At block 612, the method 600 concludes by calculating, based at least in part on the model distances, an ensemble distance between first data set and the second data set. In one embodiment, the ensemble distance between first data set and the second data set is calculated as an average of the model distance for each of the plurality of models. In another embodiment, the ensemble distance between first data set and the second data set is calculated as a weighted average of the model distance for each of the plurality of models, where a weight applied to each model distance is based on a quality metric that is calculated for each model. In exemplary embodiments, the ensemble distance indicates the average, or weighted average, distance between the first and second input data sets.

Referring now to FIGS. 7A and 7B are flow diagrams illustrating a computer-implemented method 700 for performing a data difference evaluation in accordance with one or more embodiments of the present invention is shown. In exemplary embodiments, the method 700 is performed by a computing system 210, such as the one shown in FIG. 2. At block 702, the method 700 includes obtaining a first data set and a second data set.

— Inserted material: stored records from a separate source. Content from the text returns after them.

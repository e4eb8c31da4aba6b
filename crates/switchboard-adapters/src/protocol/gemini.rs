//! Google Generative Language API wire format

use indexmap::IndexMap;
use serde::{Deserialize, Serialize};
use serde_json::Value;

// -- Request types --

/// `generateContent` request
#[derive(Debug, Clone, Serialize)]
#[serde(rename_all = "camelCase")]
pub struct GeminiRequest {
    /// Conversation contents
    pub contents: Vec<GeminiContent>,
    /// System instruction, separated from the conversation
    #[serde(skip_serializing_if = "Option::is_none")]
    pub system_instruction: Option<GeminiContent>,
    /// Sampling configuration, separated per the upstream schema
    #[serde(skip_serializing_if = "Option::is_none")]
    pub generation_config: Option<GeminiGenerationConfig>,
    /// Pass-through parameters the gateway does not interpret
    #[serde(flatten)]
    pub extra: IndexMap<String, Value>,
}

/// Content object containing role and parts
#[derive(Debug, Clone, Serialize)]
pub struct GeminiContent {
    /// "user" or "model" (the assistant role is renamed)
    #[serde(skip_serializing_if = "Option::is_none")]
    pub role: Option<String>,
    /// Content parts
    pub parts: Vec<GeminiPart>,
}

/// Individual part within a content object
#[derive(Debug, Clone, Serialize)]
#[serde(rename_all = "camelCase")]
pub enum GeminiPart {
    /// Text content
    Text(String),
    /// Inline binary data with explicit MIME type
    InlineData(GeminiInlineData),
    /// Remote file reference
    FileData(GeminiFileData),
}

/// Inline binary data
#[derive(Debug, Clone, Serialize)]
#[serde(rename_all = "camelCase")]
pub struct GeminiInlineData {
    /// MIME type (e.g. "image/png")
    pub mime_type: String,
    /// Base64-encoded data
    pub data: String,
}

/// Remote file reference
#[derive(Debug, Clone, Serialize)]
#[serde(rename_all = "camelCase")]
pub struct GeminiFileData {
    /// MIME type, when known
    #[serde(skip_serializing_if = "Option::is_none")]
    pub mime_type: Option<String>,
    /// File URI
    pub file_uri: String,
}

/// Generation configuration
#[derive(Debug, Clone, Default, Serialize)]
#[serde(rename_all = "camelCase")]
pub struct GeminiGenerationConfig {
    #[serde(skip_serializing_if = "Option::is_none")]
    pub temperature: Option<f64>,
    #[serde(skip_serializing_if = "Option::is_none")]
    pub top_p: Option<f64>,
    #[serde(skip_serializing_if = "Option::is_none")]
    pub top_k: Option<u64>,
    #[serde(skip_serializing_if = "Option::is_none")]
    pub max_output_tokens: Option<u64>,
    #[serde(skip_serializing_if = "Option::is_none")]
    pub stop_sequences: Option<Vec<String>>,
}

impl GeminiGenerationConfig {
    pub fn is_empty(&self) -> bool {
        self.temperature.is_none()
            && self.top_p.is_none()
            && self.top_k.is_none()
            && self.max_output_tokens.is_none()
            && self.stop_sequences.is_none()
    }
}

// -- Response types --

/// `generateContent` response
#[derive(Debug, Clone, Deserialize)]
#[serde(rename_all = "camelCase")]
pub struct GeminiResponse {
    /// Generated candidates
    #[serde(default)]
    pub candidates: Vec<GeminiCandidate>,
    /// Token usage metadata
    #[serde(default)]
    pub usage_metadata: Option<GeminiUsageMetadata>,
}

/// Generated candidate
#[derive(Debug, Clone, Deserialize)]
#[serde(rename_all = "camelCase")]
pub struct GeminiCandidate {
    /// Generated content
    #[serde(default)]
    pub content: Option<GeminiResponseContent>,
    /// Finish reason
    #[serde(default)]
    pub finish_reason: Option<String>,
}

/// Content of a candidate
#[derive(Debug, Clone, Deserialize)]
pub struct GeminiResponseContent {
    /// Response parts
    #[serde(default)]
    pub parts: Vec<GeminiResponsePart>,
}

/// Part of a candidate's content
#[derive(Debug, Clone, Deserialize)]
pub struct GeminiResponsePart {
    /// Text payload, absent for non-text parts
    #[serde(default)]
    pub text: Option<String>,
}

/// Token usage metadata
#[derive(Debug, Clone, Copy, Deserialize)]
#[serde(rename_all = "camelCase")]
pub struct GeminiUsageMetadata {
    #[serde(default)]
    pub prompt_token_count: Option<u64>,
    #[serde(default)]
    pub candidates_token_count: Option<u64>,
    #[serde(default)]
    pub total_token_count: Option<u64>,
}

/// Concatenated text of the first candidate
pub fn extract_output_text(response: &GeminiResponse) -> String {
    response
        .candidates
        .first()
        .and_then(|candidate| candidate.content.as_ref())
        .map(|content| {
            content
                .parts
                .iter()
                .filter_map(|part| part.text.as_deref())
                .collect::<String>()
        })
        .unwrap_or_default()
}

#[cfg(test)]
mod tests {
    use super::*;
    use serde_json::json;

    #[test]
    fn candidate_text_concatenates_parts() {
        let response: GeminiResponse = serde_json::from_value(json!({
            "candidates": [{
                "content": {"role": "model", "parts": [{"text": "hel"}, {"text": "lo"}]},
                "finishReason": "STOP"
            }],
            "usageMetadata": {"promptTokenCount": 4, "candidatesTokenCount": 2, "totalTokenCount": 6}
        }))
        .unwrap();
        assert_eq!(extract_output_text(&response), "hello");
        assert_eq!(response.usage_metadata.unwrap().total_token_count, Some(6));
    }

    #[test]
    fn request_serializes_camel_case() {
        let request = GeminiRequest {
            contents: vec![GeminiContent {
                role: Some("user".to_owned()),
                parts: vec![GeminiPart::Text("hi".to_owned())],
            }],
            system_instruction: None,
            generation_config: Some(GeminiGenerationConfig {
                max_output_tokens: Some(16),
                ..GeminiGenerationConfig::default()
            }),
            extra: IndexMap::new(),
        };
        let wire = serde_json::to_value(&request).unwrap();
        assert_eq!(wire["contents"][0]["parts"][0]["text"], json!("hi"));
        assert_eq!(wire["generationConfig"]["maxOutputTokens"], json!(16));
    }
}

As shown at block 704, the method 700 includes creating a first cluster vector, having a first dimension, for the first data set by inputting the first data set into a first clustering model. In exemplary embodiments, the first clustering model separates the first data set into a first number of clusters that each correspond to an element of the first cluster vector.

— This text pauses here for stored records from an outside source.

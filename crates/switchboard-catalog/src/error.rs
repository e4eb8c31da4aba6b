use http::StatusCode;
use switchboard_core::HttpError;
use thiserror::Error;

/// Errors surfaced by catalog lookups and snapshot installs
#[derive(Debug, Error)]
pub enum CatalogError {
    /// Named provider does not exist
    #[error("provider not found: {name}")]
    ProviderNotFound { name: String },

    /// Named model does not exist under the provider
    #[error("model not found: {provider}/{model}")]
    ModelNotFound { provider: String, model: String },

    /// No credential matches the presented secret
    #[error("unknown credential")]
    CredentialNotFound,

    /// Snapshot violates a catalog invariant
    #[error("invalid catalog: {0}")]
    Invalid(String),

    /// The backing store could not be read; passed through verbatim
    #[error("catalog store unavailable: {0}")]
    StoreUnavailable(String),
}

impl HttpError for CatalogError {
    fn status_code(&self) -> StatusCode {
        match self {
            Self::ProviderNotFound { .. } | Self::ModelNotFound { .. } => StatusCode::NOT_FOUND,
            Self::CredentialNotFound => StatusCode::FORBIDDEN,
            Self::Invalid(_) => StatusCode::BAD_REQUEST,
            Self::StoreUnavailable(_) => StatusCode::INTERNAL_SERVER_ERROR,
        }
    }

    fn error_kind(&self) -> &str {
        match self {
            Self::ProviderNotFound { .. } | Self::ModelNotFound { .. } => "not-found",
            Self::CredentialNotFound => "forbidden",
            Self::Invalid(_) => "bad-request",
            Self::StoreUnavailable(_) => "internal-error",
        }
    }

    fn client_message(&self) -> String {
        match self {
            Self::StoreUnavailable(_) => "catalog store unavailable".to_owned(),
            other => other.to_string(),
        }
    }
}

As shown at block 706, the method 700 includes creating a second cluster vector, having a second dimension, for the first data set by inputting the first data set into a second clustering model. In exemplary embodiments, the second clustering model separates the first data set into a second number of clusters that each correspond to an element of the second cluster vector.

As shown at block 708, the method 700 includes creating a third cluster vector, having the first dimension, for the second data set by inputting the second data set into the first clustering model. In exemplary embodiments, the first clustering model separates the second data set into the first number of clusters that each correspond to an element of the third cluster vector.

As shown at block 710, the method 700 includes creating a fourth cluster vector, having the second dimension, for the second data set by inputting the second data set into the second clustering model. In exemplary embodiments, the second clustering model separates the second data set into the second number of clusters that each correspond to an element of the fourth cluster vector.

As shown at block 712, the method 700 includes identifying a first mapping between elements of the first cluster vector and elements the third cluster vector and a second mapping between elements of the second cluster vector and elements the fourth cluster vector. In exemplary embodiments, the elements of the first cluster vector and the elements of the third cluster vector each include a data cluster and the first mapping is identified based on a centroid for each data cluster. In exemplary embodiments, the elements of the second cluster vector and the elements of the fourth cluster vector each include a data cluster and the second mapping is identified based on a centroid for each data cluster.

As shown at block 714, the method 700 includes calculating a first dimensional distance between the first cluster vector and the third cluster vector based on at least in part on the first mapping. In exemplary embodiments, the first dimensional distance is calculated based on a size of the first data set, a size of the second data set, and a distance between the centroids of mapped elements of the first cluster vector and elements of the third cluster vector.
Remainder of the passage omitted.